Leaving aside the difficulty this poses to uninvolved interlocutors trying to converse, the dialogue vs monologue distinction is one of context, not discourse semantics. The confusion is thus along two theoretical dimensions simultaneously: stratification (context vs semantics) and metafunction (interpersonal [tenor] vs textual [mode]).

[2] The claim here is that:
  • the discourse semantic feature of 'homophoric' construes the tenor feature of 'involved' contact (a lot of previous contact between interlocutors), whereas
  • the discourse semantic feature of 'endophoric' construes the tenor feature of 'uninvolved' contact (less previous contact between interlocutors).
To be clear:
  • homophoric reference is the type of exophoric (situational) reference that doesn't depend on the specific situation (Halliday & Hasan 1976: 71), whereas
  • endophoric reference is text-internal reference (op. cit.: 33), and includes the types: demonstrative, personal and comparative reference.
(In SFL theory, the cohesive resource of reference is a system of the textual metafunction at the level of lexicogrammar, not discourse semantics.)

The claim can be falsified by concrete examples:
  • homophoric reference such as the sun is claimed to construe the tenor feature of 'involved' contact (a lot of previous contact between interlocutors), whereas
  • endophoric reference such as the cat I mentioned earlier is claimed to construe the tenor feature of 'uninvolved' contact (less previous contact between interlocutors).

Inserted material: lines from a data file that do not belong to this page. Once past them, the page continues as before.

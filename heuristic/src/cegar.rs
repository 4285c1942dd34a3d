//! Drives trivial/goal-split bootstrap, abstract search, concrete trace replay,
//! flaw extraction and refinement until a termination condition is hit.

use std::rc::Rc;

use rand::rngs::SmallRng;
use rand::seq::SliceRandom;
use rand::SeedableRng;
use tracing::debug;

use crate::abstraction::{DomainAbstraction, GroupMapping};
use crate::budget::Budget;
use crate::error::CegarError;
use crate::options::CegarOptions;
use crate::search::{extract_trace, uniform_cost_search, SearchOutcome};
use crate::splitter::{Flaw, SplitScope, Splitter};
use crate::stats::CegarOutcome;
use crate::task::VarId;
use crate::transition::{OpId, TransitionModel};

fn trivial_mapping(transitions: &TransitionModel) -> GroupMapping {
    (0..transitions.num_variables())
        .map(|v| vec![0u32; transitions.domain_size(VarId::from(v)) as usize])
        .collect()
}

/// Starting from the most trivial mapping already loaded in `abstraction`, iterate
/// the goal facts in a shuffled order and isolate each one's value into its own
/// group, skipping (and leaving the abstraction untouched for) any that would
/// overflow.
fn apply_goal_split(abstraction: &mut DomainAbstraction, transitions: &TransitionModel, rng: &mut SmallRng) {
    let mut goal_facts = transitions.goal_facts().to_vec();
    goal_facts.shuffle(rng);
    for fact in goal_facts {
        let mut candidate = abstraction.current_mapping().clone();
        let var = usize::from(fact.var);
        let new_group = candidate[var].iter().copied().max().expect("variable has at least one value") + 1;
        candidate[var][fact.value as usize] = new_group;
        let _ = abstraction.reload(candidate); // overflowing facts are simply skipped
    }
}

/// Replays a trace on the concrete task. `None` means the trace is a concrete plan;
/// `Some(flaw)` carries the state and facts where replay diverged from the trace.
fn replay(transitions: &TransitionModel, trace: &[(OpId, i64)]) -> Option<Flaw> {
    let mut state = transitions.initial_state().to_vec();
    for &(op, _target_index) in trace {
        let missed = transitions.applicable(&state, op);
        if !missed.is_empty() {
            return Some(Flaw { state, missed_facts: missed });
        }
        state = transitions.apply(&state, op);
    }
    let missed = transitions.goal_mismatch(&state);
    if missed.is_empty() {
        None
    } else {
        Some(Flaw { state, missed_facts: missed })
    }
}

/// Runs the CEGAR loop to completion and returns the final abstraction together
/// with how the loop ended and how many rounds it took.
pub fn run_cegar(transitions: Rc<TransitionModel>, options: &CegarOptions, budget: &Budget) -> (DomainAbstraction, CegarOutcome, u32) {
    let mut rng = SmallRng::seed_from_u64(options.rng_seed);

    let mut abstraction = DomainAbstraction::new(transitions.clone(), trivial_mapping(&transitions), options.max_states)
        .expect("the trivial (one abstract state) mapping never exceeds a max_states of at least 1");

    if options.initial_goal_split {
        apply_goal_split(&mut abstraction, &transitions, &mut rng);
    }

    let splitter = Splitter::new(options.split_method, options.scope());
    let mut rounds = 0u32;

    let outcome = loop {
        rounds += 1;
        match run_round(&transitions, &mut abstraction, &splitter, options, &mut rng, budget, rounds) {
            Ok(()) => continue,
            Err(CegarError::AbstractUnsolvable) => break CegarOutcome::Unsolvable,
            Err(CegarError::ConcretePlan) => break CegarOutcome::ConcretePlan,
            Err(CegarError::BudgetExpired) => break CegarOutcome::BudgetExpired,
            Err(CegarError::RefinementOverflow) => break CegarOutcome::OverflowTerminated,
        }
    };

    (abstraction, outcome, rounds)
}

/// Runs one round: abstract search, concrete replay, and (if a flaw was found)
/// refinement. `Ok(())` means the loop should keep going; `Err` names the
/// condition (see [`CegarError`]) that ends it.
#[allow(clippy::too_many_arguments)]
fn run_round(
    transitions: &TransitionModel,
    abstraction: &mut DomainAbstraction,
    splitter: &Splitter,
    options: &CegarOptions,
    rng: &mut SmallRng,
    budget: &Budget,
    round: u32,
) -> Result<(), CegarError> {
    if budget.is_expired() {
        debug!(round, "cegar budget expired");
        return Err(CegarError::BudgetExpired);
    }

    let trace = match uniform_cost_search(abstraction, Some(budget)) {
        SearchOutcome::Goal(node) => extract_trace(&node),
        SearchOutcome::Exhausted => {
            debug!(round, "abstract search exhausted without reaching a goal");
            return Err(CegarError::AbstractUnsolvable);
        }
        SearchOutcome::BudgetExpired => {
            debug!(round, "cegar budget expired during abstract search");
            return Err(CegarError::BudgetExpired);
        }
    };

    let flaw = match replay(transitions, &trace) {
        None => {
            debug!(round, trace_len = trace.len(), "trace replay reached the goal");
            return Err(CegarError::ConcretePlan);
        }
        Some(flaw) => flaw,
    };

    debug!(round, missed = flaw.missed_facts.len(), "flaw detected, refining");
    let candidate = splitter.split(&flaw.missed_facts, abstraction, rng);
    if abstraction.reload(candidate).is_ok() {
        return Ok(());
    }

    let can_retry = matches!(options.scope(), SplitScope::AllMissedFacts) && flaw.missed_facts.len() > 1;
    if can_retry {
        debug!(round, "refinement overflowed, retrying with a single missed fact");
        let retry = Splitter::new(options.split_method, SplitScope::OneMissedFact(options.split_selector));
        let candidate = retry.split(&flaw.missed_facts, abstraction, rng);
        if abstraction.reload(candidate).is_ok() {
            return Ok(());
        }
    }
    debug!(round, "refinement overflow could not be retried, terminating");
    Err(CegarError::RefinementOverflow)
}

#[cfg(test)]
mod tests {
    use super::*;
    use crate::task::{Fact, TaskBuilder};

    fn chain_task_options() -> (Rc<TransitionModel>, CegarOptions) {
        let mut b = TaskBuilder::new();
        let v = b.add_variable("v", 3);
        b.add_operator("inc0", 1, vec![Fact::new(v, 0)], vec![Fact::new(v, 1)]);
        b.add_operator("inc1", 1, vec![Fact::new(v, 1)], vec![Fact::new(v, 2)]);
        let task = b.build(vec![0], vec![Fact::new(v, 2)]).unwrap();
        let transitions = Rc::new(TransitionModel::new(&task));
        let mut options = CegarOptions::default();
        options.rng_seed = 42;
        (transitions, options)
    }

    /// Spec scenario 5: goal `v=3` in a variable of domain 4 — after the bootstrap
    /// runs, the goal value sits alone in its own group.
    #[test]
    fn goal_split_bootstrap_isolates_the_goal_value() {
        let mut b = TaskBuilder::new();
        let v = b.add_variable("v", 4);
        b.add_operator("noop", 1, vec![], vec![]);
        let task = b.build(vec![0], vec![Fact::new(v, 3)]).unwrap();
        let transitions = Rc::new(TransitionModel::new(&task));
        let mut rng = SmallRng::seed_from_u64(1);

        let mut abstraction = DomainAbstraction::new(transitions.clone(), trivial_mapping(&transitions), 1_000_000).unwrap();
        apply_goal_split(&mut abstraction, &transitions, &mut rng);

        assert_eq!(abstraction.current_mapping()[0], vec![0, 0, 0, 1]);
    }

    #[test]
    fn solves_chain_task_by_refining_to_identity() {
        let (transitions, options) = chain_task_options();
        let budget = Budget::new(None, 0);
        let (abstraction, outcome, rounds) = run_cegar(transitions, &options, &budget);
        assert_eq!(outcome, CegarOutcome::ConcretePlan);
        assert!(rounds >= 1);
        assert_eq!(abstraction.num_abstract_states(), 3);
    }

    #[test]
    fn already_at_goal_solves_in_one_round() {
        let mut b = TaskBuilder::new();
        let v = b.add_variable("v", 2);
        b.add_operator("noop", 1, vec![], vec![]);
        let task = b.build(vec![1], vec![Fact::new(v, 1)]).unwrap();
        let transitions = Rc::new(TransitionModel::new(&task));
        let options = CegarOptions::default();
        let budget = Budget::new(None, 0);
        let (_abstraction, outcome, rounds) = run_cegar(transitions, &options, &budget);
        assert_eq!(outcome, CegarOutcome::ConcretePlan);
        assert_eq!(rounds, 1);
    }

    #[test]
    fn unsolvable_task_is_reported() {
        let mut b = TaskBuilder::new();
        let v = b.add_variable("v", 2);
        // no operator can ever change v, and the goal requires the value it doesn't start at
        b.add_operator("noop", 1, vec![Fact::new(v, 0)], vec![Fact::new(v, 0)]);
        let task = b.build(vec![0], vec![Fact::new(v, 1)]).unwrap();
        let transitions = Rc::new(TransitionModel::new(&task));
        let options = CegarOptions::default();
        let budget = Budget::new(None, 0);
        let (_abstraction, outcome, _rounds) = run_cegar(transitions, &options, &budget);
        assert_eq!(outcome, CegarOutcome::Unsolvable);
    }
}
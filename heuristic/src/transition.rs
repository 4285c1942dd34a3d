//! Immutable cache of per-operator precondition/postcondition fact lists over the
//! concrete task, plus concrete-state stepping and goal checking.

use cegar_collections::ref_store::RefStore;

use crate::task::{Fact, Task, VarId};

cegar_collections::create_ref_type!(OpId);

/// Built once from a validated [`Task`] and never mutated afterwards.
#[derive(Debug)]
pub struct TransitionModel {
    names: RefStore<OpId, String>,
    costs: RefStore<OpId, u32>,
    preconditions: RefStore<OpId, Vec<Fact>>,
    /// Union of preconditions and effects, sorted by variable: the operator's full
    /// postcondition. A variable only in the precondition keeps its pre-value.
    postconditions: RefStore<OpId, Vec<Fact>>,
    initial_state: Vec<u32>,
    goal: Vec<Fact>,
    domain_sizes: Vec<u32>,
}

impl TransitionModel {
    pub fn new(task: &Task) -> TransitionModel {
        let mut names = RefStore::new();
        let mut costs = RefStore::new();
        let mut preconditions = RefStore::new();
        let mut postconditions = RefStore::new();

        for op in &task.operators {
            names.push(op.name.clone());
            costs.push(op.cost);
            preconditions.push(op.preconditions.clone());

            let mut post = op.preconditions.clone();
            for &effect in &op.effects {
                if let Some(slot) = post.iter_mut().find(|f| f.var == effect.var) {
                    *slot = effect;
                } else {
                    post.push(effect);
                }
            }
            post.sort();
            postconditions.push(post);
        }

        let domain_sizes = task.variables.entries().map(|(_, v)| v.domain_size).collect();

        TransitionModel {
            names,
            costs,
            preconditions,
            postconditions,
            initial_state: task.initial_state.clone(),
            goal: task.goal.clone(),
            domain_sizes,
        }
    }

    pub fn num_operators(&self) -> usize {
        self.names.len()
    }

    pub fn num_variables(&self) -> usize {
        self.domain_sizes.len()
    }

    pub fn domain_size(&self, var: VarId) -> u32 {
        self.domain_sizes[usize::from(var)]
    }

    pub fn operators(&self) -> impl Iterator<Item = OpId> {
        (0..self.names.len()).map(OpId::from)
    }

    pub fn name(&self, op: OpId) -> &str {
        &self.names[op]
    }

    pub fn cost(&self, op: OpId) -> u32 {
        self.costs[op]
    }

    pub fn precondition(&self, op: OpId) -> &[Fact] {
        &self.preconditions[op]
    }

    pub fn postcondition(&self, op: OpId) -> &[Fact] {
        &self.postconditions[op]
    }

    pub fn initial_state(&self) -> &[u32] {
        &self.initial_state
    }

    pub fn goal_facts(&self) -> &[Fact] {
        &self.goal
    }

    /// Precondition facts of `op` that mismatch `state`. Empty iff `op` is applicable.
    pub fn applicable(&self, state: &[u32], op: OpId) -> Vec<Fact> {
        self.precondition(op)
            .iter()
            .filter(|f| state[usize::from(f.var)] != f.value)
            .copied()
            .collect()
    }

    pub fn apply(&self, state: &[u32], op: OpId) -> Vec<u32> {
        let mut next = state.to_vec();
        for f in self.postcondition(op) {
            next[usize::from(f.var)] = f.value;
        }
        next
    }

    /// Goal facts that mismatch `state`. Empty iff `state` is a goal state.
    pub fn goal_mismatch(&self, state: &[u32]) -> Vec<Fact> {
        self.goal
            .iter()
            .filter(|f| state[usize::from(f.var)] != f.value)
            .copied()
            .collect()
    }
}
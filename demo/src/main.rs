use std::path::PathBuf;

use anyhow::{Context, Result};
use cegar_heuristic::{textual, CegarHeuristic, CegarOptions, Fact, HeuristicValue, TaskBuilder};
use clap::Parser;

/// Builds a CEGAR abstraction heuristic over a task and reports its heuristic
/// estimates. Not a planner: this only drives the heuristic, it never searches
/// the concrete task for a plan.
#[derive(Debug, Parser)]
#[command(name = "cegar-demo", rename_all = "kebab-case")]
struct Args {
    /// Path to a task in the small textual format (see `cegar_heuristic::textual`).
    /// If absent, a built-in three-state toy chain task is used.
    problem: Option<PathBuf>,

    /// Extra concrete states to query, one per variable, comma-separated
    /// (e.g. "0,1,0"). The task's initial state is always queried.
    #[arg(long = "state")]
    states: Vec<String>,

    /// Caps the number of abstract states the CEGAR loop is allowed to reach.
    #[arg(long)]
    max_states: Option<i64>,

    /// Answer queries on demand instead of precomputing all abstract distances.
    #[arg(long)]
    on_demand: bool,

    /// Logging level to use: one of "error", "warn", "info", "debug", "trace".
    #[arg(short, long, default_value = "info")]
    log_level: tracing::Level,
}

fn main() -> Result<()> {
    let args = Args::parse();

    let subscriber = tracing_subscriber::fmt()
        .with_timer(tracing_subscriber::fmt::time::Uptime::from(std::time::Instant::now()))
        .with_max_level(args.log_level)
        .finish();
    tracing::subscriber::set_global_default(subscriber)?;

    let task = match &args.problem {
        Some(path) => {
            let text = std::fs::read_to_string(path).with_context(|| format!("reading task file {}", path.display()))?;
            textual::parse_task(&text).with_context(|| format!("parsing task file {}", path.display()))?
        }
        None => toy_chain_task(),
    };

    let mut options = CegarOptions::default();
    if let Some(max_states) = args.max_states {
        options.max_states = max_states;
    }
    if args.on_demand {
        options.precalculation = false;
    }

    let heuristic = CegarHeuristic::new(&task, options)?;
    let stats = heuristic.stats();
    println!(
        "# CEGAR heuristic built\n - outcome:             {:?}\n - refinement rounds:   {}\n - abstract states:     {}\n - groups per variable: {:?}\n - construction:        {:?}\n - precomputation:      {:?}",
        stats.outcome,
        stats.rounds,
        stats.num_abstract_states,
        stats.groups_per_variable,
        stats.construction_duration,
        stats.precomputation_duration,
    );

    print_value("initial state", &task.initial_state, &heuristic);
    for raw in &args.states {
        let state = parse_state(raw).with_context(|| format!("parsing --state '{raw}'"))?;
        print_value(raw, &state, &heuristic);
    }

    Ok(())
}

fn print_value(label: &str, state: &[u32], heuristic: &CegarHeuristic) {
    match heuristic.value(state) {
        HeuristicValue::Finite(h) => println!(" - h({label}) = {h}"),
        HeuristicValue::DeadEnd => println!(" - h({label}) = dead end"),
    }
}

fn parse_state(raw: &str) -> Result<Vec<u32>> {
    raw.split(',')
        .map(|tok| tok.trim().parse::<u32>().context("expected an unsigned integer"))
        .collect()
}

/// A three-value chain `0 -> 1 -> 2` used when no problem file is given.
fn toy_chain_task() -> cegar_heuristic::Task {
    let mut builder = TaskBuilder::new();
    let v = builder.add_variable("v", 3);
    builder.add_operator("inc0", 1, vec![Fact::new(v, 0)], vec![Fact::new(v, 1)]);
    builder.add_operator("inc1", 1, vec![Fact::new(v, 1)], vec![Fact::new(v, 2)]);
    builder
        .build(vec![0], vec![Fact::new(v, 2)])
        .expect("the built-in toy task is well-formed")
}
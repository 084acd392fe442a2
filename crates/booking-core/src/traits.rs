//! Capability traits for fitted artifacts.
//!
//! Every artifact is loaded once and shared read-only, so all traits take
//! `&self` and require `Send + Sync`.

use crate::types::{BookingClass, ClassProbabilities};

/// Fitted label encoder for one categorical feature
pub trait CategoricalEncoder: Send + Sync {
    /// Integer code for a label, `None` if the label was never seen in training
    fn encode(&self, label: &str) -> Option<u32>;

    /// Label for an integer code, `None` if the code is out of range
    fn decode(&self, code: u32) -> Option<&str>;

    /// The fitted vocabulary, ordered by code
    fn classes(&self) -> &[String];
}

/// Fitted per-column affine transform over the numerical features
pub trait Scaler: Send + Sync {
    /// Transform one row of numerical features, in fitted column order
    fn transform(&self, row: &[f64]) -> Result<Vec<f64>, crate::Error>;

    /// Number of columns the scaler was fitted on, `None` when unfitted
    fn n_features(&self) -> Option<usize>;

    /// Whether this scaler carries fitted statistics
    fn is_fitted(&self) -> bool;
}

/// Trained binary classifier over an ordered feature vector
pub trait Classifier: Send + Sync {
    /// Model family name for logging
    fn name(&self) -> &str;

    /// Expected input width
    fn n_features(&self) -> usize;

    /// Probability distribution over both classes
    fn predict_proba(&self, features: &[f64]) -> Result<ClassProbabilities, crate::Error>;

    /// Predicted class; ties resolve to the lower class index
    fn predict(&self, features: &[f64]) -> Result<BookingClass, crate::Error> {
        Ok(self.predict_proba(features)?.predicted_class())
    }
}
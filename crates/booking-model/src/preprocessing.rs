//! Feature preprocessing: booking record to classifier input.

use booking_core::error::{Error, Result};
use booking_core::traits::Scaler;
use booking_core::types::BookingRecord;
use ndarray::Array1;
use serde::ser::SerializeStruct;
use serde::{Serialize, Serializer};

use crate::encoding::EncoderMap;
use crate::schema::{ColumnSource, FeatureSchema};

/// Ordered numeric feature vector handed to the classifier
#[derive(Debug, Clone, PartialEq)]
pub struct FeatureVector {
    columns: Vec<String>,
    values: Array1<f64>,
}

impl FeatureVector {
    /// Column names, in classifier order
    #[must_use]
    pub fn columns(&self) -> &[String] {
        &self.columns
    }

    /// Values, in classifier order
    #[must_use]
    pub fn values(&self) -> &Array1<f64> {
        &self.values
    }

    /// Values as a contiguous slice
    #[must_use]
    pub fn as_slice(&self) -> &[f64] {
        self.values.as_slice().unwrap_or(&[])
    }

    /// Value of a named column
    #[must_use]
    pub fn get(&self, column: &str) -> Option<f64> {
        self.columns
            .iter()
            .position(|c| c == column)
            .map(|idx| self.values[idx])
    }

    /// Vector width
    #[must_use]
    pub fn len(&self) -> usize {
        self.values.len()
    }

    /// Check if the vector has no columns
    #[must_use]
    pub fn is_empty(&self) -> bool {
        self.values.is_empty()
    }
}

impl Serialize for FeatureVector {
    fn serialize<S: Serializer>(&self, serializer: S) -> std::result::Result<S::Ok, S::Error> {
        let mut state = serializer.serialize_struct("FeatureVector", 2)?;
        state.serialize_field("columns", &self.columns)?;
        state.serialize_field("values", self.as_slice())?;
        state.end()
    }
}

/// Preprocessing pipeline over borrowed, read-only artifacts
pub struct Preprocessor<'a> {
    schema: &'a FeatureSchema,
    encoders: &'a EncoderMap,
    scaler: &'a dyn Scaler,
}

impl<'a> Preprocessor<'a> {
    /// Create a pipeline
    #[must_use]
    pub fn new(schema: &'a FeatureSchema, encoders: &'a EncoderMap, scaler: &'a dyn Scaler) -> Self {
        Self {
            schema,
            encoders,
            scaler,
        }
    }

    /// Integer codes for the categorical features, in schema order.
    ///
    /// The encoder is resolved before the record is read, so a missing
    /// encoder is reported even when the field is also missing.
    pub fn encode_categoricals(&self, record: &BookingRecord) -> Result<Vec<u32>> {
        self.schema
            .categorical()
            .iter()
            .map(|feature| {
                if self.encoders.get(feature).is_none() {
                    return Err(Error::MissingEncoder(feature.clone()));
                }
                let label = record.label(feature)?;
                self.encoders.encode(feature, label)
            })
            .collect()
    }

    /// Raw numerical features, in scaler order
    pub fn numerical_values(&self, record: &BookingRecord) -> Result<Vec<f64>> {
        self.schema
            .numerical()
            .iter()
            .map(|feature| record.number(feature))
            .collect()
    }

    /// Scaled numerical features, transformed as one batch
    pub fn scale_numericals(&self, record: &BookingRecord) -> Result<Vec<f64>> {
        let raw = self.numerical_values(record)?;
        let scaled = self.scaler.transform(&raw)?;
        if scaled.len() != raw.len() {
            return Err(Error::InvalidArtifact(format!(
                "scaler returned {} values for {} columns",
                scaled.len(),
                raw.len()
            )));
        }
        Ok(scaled)
    }

    /// Passthrough features, forwarded unchanged
    pub fn passthrough_values(&self, record: &BookingRecord) -> Result<Vec<f64>> {
        self.schema
            .passthrough()
            .iter()
            .map(|feature| record.number(feature))
            .collect()
    }

    /// Full pipeline: encode, scale, then assemble in classifier column order
    pub fn transform(&self, record: &BookingRecord) -> Result<FeatureVector> {
        let codes = self.encode_categoricals(record)?;
        let scaled = self.scale_numericals(record)?;
        let passthrough = self.passthrough_values(record)?;

        let values: Array1<f64> = self
            .schema
            .layout()
            .iter()
            .map(|source| match *source {
                ColumnSource::Categorical(i) => f64::from(codes[i]),
                ColumnSource::Numerical(i) => scaled[i],
                ColumnSource::Passthrough(i) => passthrough[i],
            })
            .collect();

        Ok(FeatureVector {
            columns: self.schema.column_order().to_vec(),
            values,
        })
    }
}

[3] The claim here is that:
  • the discourse semantic feature of 'implicit' conjunction construes the tenor feature of 'involved' contact (a lot of previous contact between interlocutors), whereas
  • the discourse semantic feature of 'explicit' conjunction construes the tenor feature of 'uninvolved' contact (less previous contact between interlocutors).
The claim can be falsified by concrete examples:
  • He was a chain smoker — he died of lung cancer is claimed to construe the tenor feature of 'involved' contact (a lot of previous contact between interlocutors), whereas
  • He was a chain smoker — consequently he died of lung cancer is claimed to construe the tenor feature of 'uninvolved' contact (less previous contact between interlocutors).